=== WORK TO BE COMPLETED ===
Find the string "GeneratedFile" in the entries and copy each line that has it.

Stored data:
****
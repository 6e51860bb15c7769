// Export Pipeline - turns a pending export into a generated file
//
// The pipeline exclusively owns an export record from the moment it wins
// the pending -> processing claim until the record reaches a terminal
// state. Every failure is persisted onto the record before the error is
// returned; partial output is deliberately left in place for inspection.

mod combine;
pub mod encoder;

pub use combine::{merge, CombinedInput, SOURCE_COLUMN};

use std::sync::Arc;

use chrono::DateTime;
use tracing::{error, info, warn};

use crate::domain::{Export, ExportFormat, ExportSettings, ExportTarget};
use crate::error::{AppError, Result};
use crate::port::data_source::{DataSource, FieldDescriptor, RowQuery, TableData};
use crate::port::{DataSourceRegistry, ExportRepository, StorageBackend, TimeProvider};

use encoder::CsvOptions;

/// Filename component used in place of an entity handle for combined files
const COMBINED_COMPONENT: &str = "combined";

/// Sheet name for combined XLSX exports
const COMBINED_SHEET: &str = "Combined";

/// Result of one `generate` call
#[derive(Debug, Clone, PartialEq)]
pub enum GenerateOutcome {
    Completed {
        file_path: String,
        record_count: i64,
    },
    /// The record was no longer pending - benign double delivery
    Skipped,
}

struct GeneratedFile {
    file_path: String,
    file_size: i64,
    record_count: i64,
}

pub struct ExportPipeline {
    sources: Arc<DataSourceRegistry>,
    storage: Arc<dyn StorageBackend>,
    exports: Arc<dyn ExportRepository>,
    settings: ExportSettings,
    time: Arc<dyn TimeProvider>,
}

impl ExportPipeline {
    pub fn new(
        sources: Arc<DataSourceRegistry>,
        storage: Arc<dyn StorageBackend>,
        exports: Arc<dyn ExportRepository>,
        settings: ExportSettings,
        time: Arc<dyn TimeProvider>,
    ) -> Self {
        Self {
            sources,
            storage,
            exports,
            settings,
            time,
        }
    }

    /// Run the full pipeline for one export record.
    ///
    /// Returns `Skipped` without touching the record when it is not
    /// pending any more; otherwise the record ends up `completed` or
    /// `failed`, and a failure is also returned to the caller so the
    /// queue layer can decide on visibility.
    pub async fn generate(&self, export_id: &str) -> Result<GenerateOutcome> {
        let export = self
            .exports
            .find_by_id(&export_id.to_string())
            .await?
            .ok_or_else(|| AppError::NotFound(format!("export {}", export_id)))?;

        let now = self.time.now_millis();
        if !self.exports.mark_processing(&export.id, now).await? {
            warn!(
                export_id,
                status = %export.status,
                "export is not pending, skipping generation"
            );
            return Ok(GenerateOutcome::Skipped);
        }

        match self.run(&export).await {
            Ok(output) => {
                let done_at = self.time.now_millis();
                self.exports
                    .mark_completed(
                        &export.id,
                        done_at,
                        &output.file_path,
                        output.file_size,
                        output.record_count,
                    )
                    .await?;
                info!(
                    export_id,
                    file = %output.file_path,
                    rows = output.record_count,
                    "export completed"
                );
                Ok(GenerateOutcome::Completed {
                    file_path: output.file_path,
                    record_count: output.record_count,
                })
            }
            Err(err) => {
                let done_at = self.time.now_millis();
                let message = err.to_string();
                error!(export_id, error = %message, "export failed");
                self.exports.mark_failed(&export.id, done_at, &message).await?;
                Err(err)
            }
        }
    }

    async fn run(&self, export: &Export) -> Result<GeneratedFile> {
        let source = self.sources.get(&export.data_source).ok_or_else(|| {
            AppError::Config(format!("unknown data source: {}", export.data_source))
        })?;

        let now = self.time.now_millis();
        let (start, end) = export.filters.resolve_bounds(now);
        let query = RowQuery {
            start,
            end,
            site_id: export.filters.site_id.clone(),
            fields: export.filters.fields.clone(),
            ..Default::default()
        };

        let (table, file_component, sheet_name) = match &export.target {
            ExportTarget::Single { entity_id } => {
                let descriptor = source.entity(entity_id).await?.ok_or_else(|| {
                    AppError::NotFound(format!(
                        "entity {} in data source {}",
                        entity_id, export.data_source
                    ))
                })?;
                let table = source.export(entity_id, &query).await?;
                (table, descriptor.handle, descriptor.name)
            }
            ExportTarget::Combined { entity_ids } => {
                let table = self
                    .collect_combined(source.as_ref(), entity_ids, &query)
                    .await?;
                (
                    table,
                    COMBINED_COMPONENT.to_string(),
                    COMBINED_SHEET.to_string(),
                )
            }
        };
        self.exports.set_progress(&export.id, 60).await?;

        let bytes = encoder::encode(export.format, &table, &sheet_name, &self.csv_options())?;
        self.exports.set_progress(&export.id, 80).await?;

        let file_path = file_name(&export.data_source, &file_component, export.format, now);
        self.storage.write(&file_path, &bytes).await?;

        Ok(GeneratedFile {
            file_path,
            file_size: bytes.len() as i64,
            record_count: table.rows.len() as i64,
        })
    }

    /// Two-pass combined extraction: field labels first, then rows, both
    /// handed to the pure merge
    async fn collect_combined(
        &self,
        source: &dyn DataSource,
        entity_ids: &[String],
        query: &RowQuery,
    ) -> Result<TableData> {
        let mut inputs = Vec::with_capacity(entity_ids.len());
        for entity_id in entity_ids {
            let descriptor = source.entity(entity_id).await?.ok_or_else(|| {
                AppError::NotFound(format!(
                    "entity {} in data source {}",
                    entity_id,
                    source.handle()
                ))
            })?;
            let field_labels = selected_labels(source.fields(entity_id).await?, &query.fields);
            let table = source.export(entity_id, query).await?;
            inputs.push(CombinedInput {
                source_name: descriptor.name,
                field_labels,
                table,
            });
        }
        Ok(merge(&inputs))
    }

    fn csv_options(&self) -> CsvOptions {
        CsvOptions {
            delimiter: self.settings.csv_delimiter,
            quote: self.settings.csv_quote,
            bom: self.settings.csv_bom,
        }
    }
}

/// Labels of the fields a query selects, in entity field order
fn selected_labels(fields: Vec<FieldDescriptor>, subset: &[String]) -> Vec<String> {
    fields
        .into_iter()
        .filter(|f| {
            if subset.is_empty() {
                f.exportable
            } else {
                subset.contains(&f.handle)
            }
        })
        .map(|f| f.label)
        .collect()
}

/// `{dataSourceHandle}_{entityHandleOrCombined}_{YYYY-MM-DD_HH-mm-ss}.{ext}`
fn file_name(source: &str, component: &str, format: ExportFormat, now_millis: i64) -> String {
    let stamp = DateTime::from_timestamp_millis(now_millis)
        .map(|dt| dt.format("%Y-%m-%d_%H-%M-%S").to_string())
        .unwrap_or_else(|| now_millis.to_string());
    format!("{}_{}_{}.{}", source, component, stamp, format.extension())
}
****
=== RESPONSE ===
struct GeneratedFile {
    async fn run(&self, export: &Export) -> Result<GeneratedFile> {
        Ok(GeneratedFile {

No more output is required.